# Battle of the Neighborhoods
## Venue recommendation by Subway Station in Montreal

### Table of Contents

##### Setup:
    A. Problem
    B. Background
    C. Data
##### Report:
    1. Introduction
    2. Data
    3. Methodology
    4. Results
    5. Discussion
    6. Conclusion
##### Appendix:
    a. Code
    b. Data Sets
    c. Miscelaneous

## **Setup**

### **A. Problem:**

Every summer, the influx of tourists for the festival season creates and incredible gridlock in the streets of Montreal. Much to the dismay of locals, very few people use the amazing public transport system to get from place to place, opting instead to drive around. I believe this is due to the lack of awareness of all the amazing restaurants, bars, theatres, and other points of interest that can easily be reached by subway in a matter of minutes.

### **B. Background:**

As a Montreal local, I have seen it every summer. Droves of tourists clutter the streets of the city, as they try to drive a few blocks in rush-hour traffic. It always boggles the mind that they would opt to spend 20 minutes in downtown traffic, instead of jumping on the subway for a few stops and getting to their destination in relative tranquility (the odd tipsy university student notwithstanding). Figuring it’s probably due to their lack of knowledge, I have decided to help them out by clustering and comparing the top venues near each of our subway stations. 

### **C. Data:**

We will be working mainly with two datasets for this project. 

First and foremost, we need geolocation coordinates for Montreal’s 68 subway (or Metro) stations. The source for these coordinates is the City of Montreal’s Open Data Portal (http://donnees.ville.montreal.qc.ca/dataset). More specifically we will be using their data set on “STM Bus and Subway lines (http://donnees.ville.montreal.qc.ca/dataset/stm-traces-des-lignes-de-bus-et-de-metro). Now unfortunately, they only make it available as a large .SHP Shapefile, so we are gong to have to do a lot of cleanup to make it workable.

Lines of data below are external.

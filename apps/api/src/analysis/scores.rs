//! Score extraction — tolerant pattern-match over free-text model output.
//!
//! The model is instructed to emit four `- <Category>: XX%` lines, but its
//! output format is not guaranteed by contract. The extractor scans the
//! whole text case-insensitively, tolerates interleaved prose, out-of-order
//! and missing categories, and values above 100 (no range validation).
//! Later matches for the same category overwrite earlier ones.

use std::sync::LazyLock;

use regex::Regex;
use serde::Serialize;

/// Default for any score category not found in a response.
pub const NOT_AVAILABLE: &str = "N/A";

static SCORE_LINE: LazyLock<Regex> = LazyLock::new(|| {
    Regex::new(r"(?i)-\s*(Skills|Experience|Education|Overall)\s*:\s*(\d{1,3})\s*%")
        .expect("regex is compile-time constant")
});

/// The four-category percentage mapping derived from one provider's
/// response. Every category is always present, defaulting to the
/// `"N/A"` sentinel when unmatched.
#[derive(Debug, Clone, PartialEq, Eq, Serialize)]
pub struct ScoreSet {
    pub skills: String,
    pub experience: String,
    pub education: String,
    pub overall: String,
}

impl Default for ScoreSet {
    fn default() -> Self {
        Self {
            skills: NOT_AVAILABLE.to_string(),
            experience: NOT_AVAILABLE.to_string(),
            education: NOT_AVAILABLE.to_string(),
            overall: NOT_AVAILABLE.to_string(),
        }
    }
}

/// Scans raw backend text for score lines and returns the derived
/// `ScoreSet`. Last match wins per category.
pub fn extract_scores(text: &str) -> ScoreSet {
    let mut scores = ScoreSet::default();
    for caps in SCORE_LINE.captures_iter(text) {
        let value = format!("{}%", &caps[2]);
        match caps[1].to_ascii_lowercase().as_str() {
            "skills" => scores.skills = value,
            "experience" => scores.experience = value,
            "education" => scores.education = value,
            "overall" => scores.overall = value,
            _ => {}
        }
    }
    scores
}

/// Coerces a score entry to an integer for threshold comparisons.
/// Well-formed `"NN%"` → NN; the sentinel or anything malformed → 0.
pub fn score_percent(score: &str) -> u32 {
    match score.strip_suffix('%') {
        Some(digits) => digits.trim().parse().unwrap_or(0),
        None => 0,
    }
}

Our second dataset will be the venues information queried from Foursquare using the geolocation coordinates obtained above. Instead of focusing on quantity (i.e. concentration of venues in a location), we will be focusing on quality (i.e. what are the top venues in a location). We are, after all, trying to convince tourists to use our world-class public transport system instead of contributing to the summer gridlock – and what better way than to guide them to the best Metro stations, with the best venues?


## **Appendix**

### **Code**

#### Start by importing the libraries we need for this project.

In [1]:
import pandas as pd
import geopandas as gpd
!pip install matplotlib -U
import matplotlib
import matplotlib.pyplot as plt
import numpy as np
import folium
from folium import plugins
import seaborn as sns
!pip install descartes -U
import descartes
import re

Requirement already up-to-date: matplotlib in c:\users\alexi\anaconda3\lib\site-packages (3.2.1)



Bad key "text.kerning_factor" on line 4 in
C:\Users\alexi\anaconda3\lib\site-packages\matplotlib\mpl-data\stylelib\_classic_test_patch.mplstyle.
You probably need to get an updated matplotlibrc file from
https://github.com/matplotlib/matplotlib/blob/v3.1.3/matplotlibrc.template
or from the matplotlib source distribution


Requirement already up-to-date: descartes in c:\users\alexi\anaconda3\lib\site-packages (1.1.0)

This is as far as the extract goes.